DD-WRT performance is amazing, a low-mid range router gets transformed into a supercomputer it's so much more efficient I have found.

Their own forums are the best place to start.

I'm not necessarily looking for the cheapest option. Rather I don't want to overspend if I won't gain anything extra. TBH I'd rather just copy the setup of someone that has tried and tested something for a while.
 
I'm not necessarily looking for the cheapest option. Rather I don't want to overspend if I won't gain anything extra. TBH I'd rather just copy the setup of someone that has tried and tested something for a while.

Well a lot of people on here have owned and run asus routers so that is your off the shelf option.

As for specific model whatever you can afford.

As for custom firmware options anything that runs dd-wrt will also be good but the more powerful it is the better. I stopped using a flagship belkin router for a free d-link router that i had flashed with dd-wrt. As long as it runs dd-wrt it doesn't matter and there are hundreds of routers that can run it which is why all you need to do is check their forums.

I have run both asus and dd-wrt and i prefer dd-wrt as it's just so much smoother.

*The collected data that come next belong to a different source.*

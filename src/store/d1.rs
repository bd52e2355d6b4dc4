// Copyright (c) 2025 Fabstir
// SPDX-License-Identifier: BUSL-1.1
//! Cloudflare D1 backend
//!
//! Records live in the `images` table and are queried through the D1 HTTP
//! query API. The bulk key list is served by a companion worker as a
//! comma-joined plain text body.

use async_trait::async_trait;
use reqwest::Client;
use serde::{Deserialize, Serialize};
use serde_json::Value;
use std::time::Duration;
use tracing::debug;

use super::config::StoreConfig;
use super::types::{Existence, HistoryRecord, InsertOutcome, StoreError};
use super::PersistentStore;

const EXISTS_SQL: &str = "SELECT 1 FROM images WHERE id = ? LIMIT 1";
const INSERT_SQL: &str = "INSERT OR IGNORE INTO images (id, file_name, origin_id, caption, artist, tags, created_at, width, height) VALUES (?, ?, ?, ?, ?, ?, ?, ?, ?)";
const DELETE_SQL: &str = "DELETE FROM images WHERE id = ?";

/// D1-backed persistent store
pub struct D1Store {
    client: Client,
    query_url: String,
    api_token: String,
    worker_url: Option<String>,
    timeout_secs: u64,
}

#[derive(Debug, Serialize)]
struct Statement<'a> {
    sql: &'a str,
    params: Vec<Value>,
}

#[derive(Debug, Deserialize)]
struct D1Envelope {
    #[serde(default)]
    success: bool,
    #[serde(default)]
    result: Vec<D1Result>,
    #[serde(default)]
    errors: Vec<D1Message>,
}

#[derive(Debug, Deserialize)]
struct D1Result {
    #[serde(default)]
    results: Option<Vec<Value>>,
    #[serde(default)]
    meta: Option<D1Meta>,
}

#[derive(Debug, Deserialize)]
struct D1Meta {
    #[serde(default)]
    changes: u64,
}

#[derive(Debug, Deserialize)]
struct D1Message {
    #[serde(default)]
    message: String,
}

impl D1Store {
    /// Create a new D1 store from configuration
    pub fn new(config: &StoreConfig) -> Result<Self, StoreError> {
        let client = Client::builder()
            .timeout(Duration::from_secs(config.timeout_secs))
            .build()
            .map_err(|e| StoreError::Network(e.to_string()))?;

        Ok(Self {
            client,
            query_url: config.query_url(),
            api_token: config.api_token.clone(),
            worker_url: config.worker_url.clone(),
            timeout_secs: config.timeout_secs,
        })
    }

    /// Send one statement and return the raw body of a 2xx response
    async fn query(&self, statement: &Statement<'_>) -> Result<String, StoreError> {
        let response = self
            .client
            .post(&self.query_url)
            .bearer_auth(&self.api_token)
            .json(statement)
            .send()
            .await
            .map_err(|e| StoreError::from_reqwest(e, self.timeout_secs))?;

        let status = response.status();
        let body = response
            .text()
            .await
            .map_err(|e| StoreError::from_reqwest(e, self.timeout_secs))?;

        if !status.is_success() {
            return Err(StoreError::Api {
                status: status.as_u16(),
                message: body,
            });
        }

        Ok(body)
    }

    async fn execute(&self, statement: Statement<'_>) -> Result<D1Envelope, StoreError> {
        let body = self.query(&statement).await?;
        parse_envelope(&body)
    }

    fn worker_endpoint(&self, path: &str) -> Option<String> {
        self.worker_url.as_ref().map(|base| format!("{}{}", base, path))
    }
}

/// Classify the body of an existence query
///
/// Only a successful response with a non-empty `results` array is a hit and
/// only an explicit empty `results` array is a miss. Everything else is
/// reported as [`Existence::Indeterminate`] for the caller to resolve.
pub fn classify_existence(body: &str) -> Existence {
    let envelope: D1Envelope = match serde_json::from_str(body) {
        Ok(e) => e,
        Err(_) => return Existence::Indeterminate,
    };
    if !envelope.success {
        return Existence::Indeterminate;
    }
    match envelope.result.first().and_then(|r| r.results.as_ref()) {
        Some(rows) if rows.is_empty() => Existence::Absent,
        Some(_) => Existence::Present,
        None => Existence::Indeterminate,
    }
}

/// Parse a write response, turning `success: false` into an API error
fn parse_envelope(body: &str) -> Result<D1Envelope, StoreError> {
    let envelope: D1Envelope =
        serde_json::from_str(body).map_err(|e| StoreError::Malformed(e.to_string()))?;

    if !envelope.success {
        let message = envelope
            .errors
            .iter()
            .map(|e| e.message.as_str())
            .collect::<Vec<_>>()
            .join("; ");
        return Err(StoreError::Api {
            status: 200,
            message,
        });
    }

    Ok(envelope)
}

/// Split a comma-joined key list, dropping blanks
pub fn parse_key_list(body: &str) -> Vec<String> {
    body.split(',')
        .map(str::trim)
        .filter(|k| !k.is_empty())
        .map(str::to_string)
        .collect()
}

#[async_trait]
impl PersistentStore for D1Store {
    async fn exists(&self, key: &str) -> Result<Existence, StoreError> {
        let statement = Statement {
            sql: EXISTS_SQL,
            params: vec![Value::from(key)],
        };

        let body = self.query(&statement).await?;
        Ok(classify_existence(&body))
    }

    async fn insert_if_absent(&self, record: &HistoryRecord) -> Result<InsertOutcome, StoreError> {
        let statement = Statement {
            sql: INSERT_SQL,
            params: vec![
                Value::from(record.key.as_str()),
                Value::from(record.preview_ref.as_str()),
                Value::from(record.original_ref.as_str()),
                Value::from(record.caption.as_str()),
                Value::from(record.source_tag.as_str()),
                Value::from(record.stored_tags()),
                Value::from(record.created_at),
                Value::from(record.width),
                Value::from(record.height),
            ],
        };

        let envelope = self.execute(statement).await?;
        let changes = envelope
            .result
            .first()
            .and_then(|r| r.meta.as_ref())
            .map(|m| m.changes);

        match changes {
            Some(0) => {
                debug!("D1 insert ignored, {} already present", record.key);
                Ok(InsertOutcome::AlreadyPresent)
            }
            _ => Ok(InsertOutcome::Inserted),
        }
    }

    async fn delete(&self, key: &str) -> Result<(), StoreError> {
        let statement = Statement {
            sql: DELETE_SQL,
            params: vec![Value::from(key)],
        };
        self.execute(statement).await?;
        Ok(())
    }

    async fn read_key_list(&self) -> Result<Vec<String>, StoreError> {
        let Some(url) = self.worker_endpoint("/api/get_history") else {
            debug!("WORKER_URL not set, skipping key list read");
            return Ok(Vec::new());
        };

        let response = self
            .client
            .get(url)
            .send()
            .await
            .map_err(|e| StoreError::from_reqwest(e, self.timeout_secs))?;

        let status = response.status();
        let body = response
            .text()
            .await
            .map_err(|e| StoreError::from_reqwest(e, self.timeout_secs))?;

        if !status.is_success() {
            return Err(StoreError::Api {
                status: status.as_u16(),
                message: body,
            });
        }

        Ok(parse_key_list(&body))
    }

    async fn write_key_list(&self, keys: &[String]) -> Result<(), StoreError> {
        let Some(url) = self.worker_endpoint("/api/update_history") else {
            debug!("WORKER_URL not set, skipping key list write");
            return Ok(());
        };

        let response = self
            .client
            .post(url)
            .body(keys.join(","))
            .send()
            .await
            .map_err(|e| StoreError::from_reqwest(e, self.timeout_secs))?;

        let status = response.status();
        if !status.is_success() {
            let message = response.text().await.unwrap_or_default();
            return Err(StoreError::Api {
                status: status.as_u16(),
                message,
            });
        }

        Ok(())
    }

    fn name(&self) -> &'static str {
        "d1"
    }
}
// Copyright (c) 2025 Fabstir
// SPDX-License-Identifier: BUSL-1.1
//! Bot API update payloads and what a message asks for

use regex::Regex;
use serde::Deserialize;
use std::sync::OnceLock;

use crate::channel::AssetRef;
use crate::forward::{OperatorId, StagedAsset};

/// One entry of a getUpdates answer; only messages are used
#[derive(Debug, Clone, Deserialize)]
pub struct Update {
    pub update_id: i64,
    #[serde(default)]
    pub message: Option<Message>,
}

#[derive(Debug, Clone, Default, Deserialize)]
pub struct Message {
    pub message_id: i64,
    #[serde(default)]
    pub from: Option<User>,
    pub chat: Chat,
    #[serde(default)]
    pub text: Option<String>,
    #[serde(default)]
    pub caption: Option<String>,
    #[serde(default)]
    pub photo: Vec<PhotoSize>,
    #[serde(default)]
    pub document: Option<Document>,
}

#[derive(Debug, Clone, Default, Deserialize)]
pub struct User {
    pub id: i64,
}

#[derive(Debug, Clone, Default, Deserialize)]
pub struct Chat {
    pub id: i64,
}

#[derive(Debug, Clone, Default, Deserialize)]
pub struct PhotoSize {
    pub file_id: String,
    #[serde(default)]
    pub width: u32,
    #[serde(default)]
    pub height: u32,
}

#[derive(Debug, Clone, Default, Deserialize)]
pub struct Document {
    pub file_id: String,
    #[serde(default)]
    pub file_name: Option<String>,
    #[serde(default, alias = "thumb")]
    pub thumbnail: Option<PhotoSize>,
}

/// What an incoming message asks the relay to do
#[derive(Debug, Clone, PartialEq, Eq)]
pub enum Inbound {
    /// Text starting with `/`
    Command(String),
    /// Largest size of a photo
    Photo(StagedAsset),
    /// A file; dimensions come from its thumbnail when there is one
    Document(StagedAsset),
    /// A yande.re post link
    Link(u64),
    Other,
}

impl Message {
    /// The sending user; channel posts have none
    pub fn sender(&self) -> Option<OperatorId> {
        self.from.as_ref().map(|u| OperatorId(u.id))
    }

    pub fn classify(&self) -> Inbound {
        if let Some(largest) = self
            .photo
            .iter()
            .max_by_key(|p| u64::from(p.width) * u64::from(p.height))
        {
            return Inbound::Photo(StagedAsset::new(
                AssetRef::new(largest.file_id.clone()),
                largest.width,
                largest.height,
            ));
        }

        if let Some(document) = &self.document {
            let (width, height) = document
                .thumbnail
                .as_ref()
                .map(|t| (t.width, t.height))
                .unwrap_or((0, 0));
            return Inbound::Document(StagedAsset::new(
                AssetRef::new(document.file_id.clone()),
                width,
                height,
            ));
        }

        let text = match self.text.as_deref().map(str::trim) {
            Some(text) if !text.is_empty() => text,
            _ => return Inbound::Other,
        };

        if text.starts_with('/') {
            return Inbound::Command(text.to_string());
        }
        parse_post_link(text).map_or(Inbound::Other, Inbound::Link)
    }
}

fn post_link_pattern() -> &'static Regex {
    static PATTERN: OnceLock<Regex> = OnceLock::new();
    PATTERN.get_or_init(|| Regex::new(r"yande\.re/post/show/(\d+)").unwrap())
}

/// Post id of the first yande.re post link in `text`
pub fn parse_post_link(text: &str) -> Option<u64> {
    post_link_pattern()
        .captures(text)
        .and_then(|c| c.get(1))
        .and_then(|m| m.as_str().parse().ok())
}
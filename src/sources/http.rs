// Copyright (c) 2025 Fabstir
// SPDX-License-Identifier: BUSL-1.1
//! HTTP helpers shared by the sources

use bytes::Bytes;
use reqwest::{Client, RequestBuilder};
use serde::de::DeserializeOwned;
use std::time::Duration;

use super::types::SourceError;

/// Browser user agent; some boards block unknown clients
pub const USER_AGENT: &str = "Mozilla/5.0 (Windows NT 10.0; Win64; x64) AppleWebKit/537.36 (KHTML, like Gecko) Chrome/120.0.0.0 Safari/537.36";

pub fn build_client(timeout_secs: u64) -> Result<Client, SourceError> {
    Client::builder()
        .timeout(Duration::from_secs(timeout_secs))
        .user_agent(USER_AGENT)
        .build()
        .map_err(|e| SourceError::Network(e.to_string()))
}

/// Send `request` and decode a JSON body, treating non-2xx as an error
pub async fn fetch_json<T: DeserializeOwned>(
    request: RequestBuilder,
    timeout_secs: u64,
) -> Result<T, SourceError> {
    let response = request
        .header("Accept", "application/json")
        .send()
        .await
        .map_err(|e| SourceError::from_reqwest(e, timeout_secs))?;

    let status = response.status();
    if !status.is_success() {
        let message = response.text().await.unwrap_or_default();
        return Err(SourceError::Api {
            status: status.as_u16(),
            message,
        });
    }

    response
        .json::<T>()
        .await
        .map_err(|e| SourceError::Parse(e.to_string()))
}

/// Send `request` and return the raw body
pub async fn fetch_bytes(request: RequestBuilder, timeout_secs: u64) -> Result<Bytes, SourceError> {
    let response = request
        .send()
        .await
        .map_err(|e| SourceError::from_reqwest(e, timeout_secs))?;

    let status = response.status();
    if !status.is_success() {
        return Err(SourceError::Api {
            status: status.as_u16(),
            message: format!("download failed for {}", response.url()),
        });
    }

    response
        .bytes()
        .await
        .map_err(|e| SourceError::from_reqwest(e, timeout_secs))
}
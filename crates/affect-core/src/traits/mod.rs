pub mod detector;
pub mod fusion;

pub use detector::IEmotionDetector;
pub use fusion::IFusionEngine;
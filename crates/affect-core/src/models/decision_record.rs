use serde::{Deserialize, Serialize};

use crate::models::WeightPair;
use crate::regime::Regime;

/// Audit record explaining one fusion decision.
///
/// Carries everything needed to reconstruct why the engine weighted the
/// two channels the way it did. There are no timestamps or generated
/// ids: the same inputs always produce the same record.
#[derive(Debug, Clone, PartialEq, Serialize, Deserialize)]
pub struct DecisionRecord {
    /// Confidence of the face distribution (its maximum score).
    pub face_confidence: f64,
    /// Confidence of the voice distribution (its maximum score).
    pub voice_confidence: f64,
    /// Weighting regime selected for this call.
    pub regime: Regime,
    /// The weights actually applied.
    pub weights_used: WeightPair,
    /// Human-readable explanation of the weighting choice.
    pub reasoning: String,
}
pub mod distribution;
pub mod labels;

pub use distribution::EmotionDistribution;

D-Link DIR-615 is the one I used but it's old now better off with something more modern.
 
I never managed to get QOS to work reliably on any consumer router that I've had, the last being an ASUS AC66U with Merlin firmware. Since I upgraded to pfSense the QOS has been excellent, it just works.
 
pfsense is router/firewall software which runs on a PC. Basically you would buy yourself a mini PC and install pfsense on it to use as a router. In my case I'm running it as a Virtual Machine.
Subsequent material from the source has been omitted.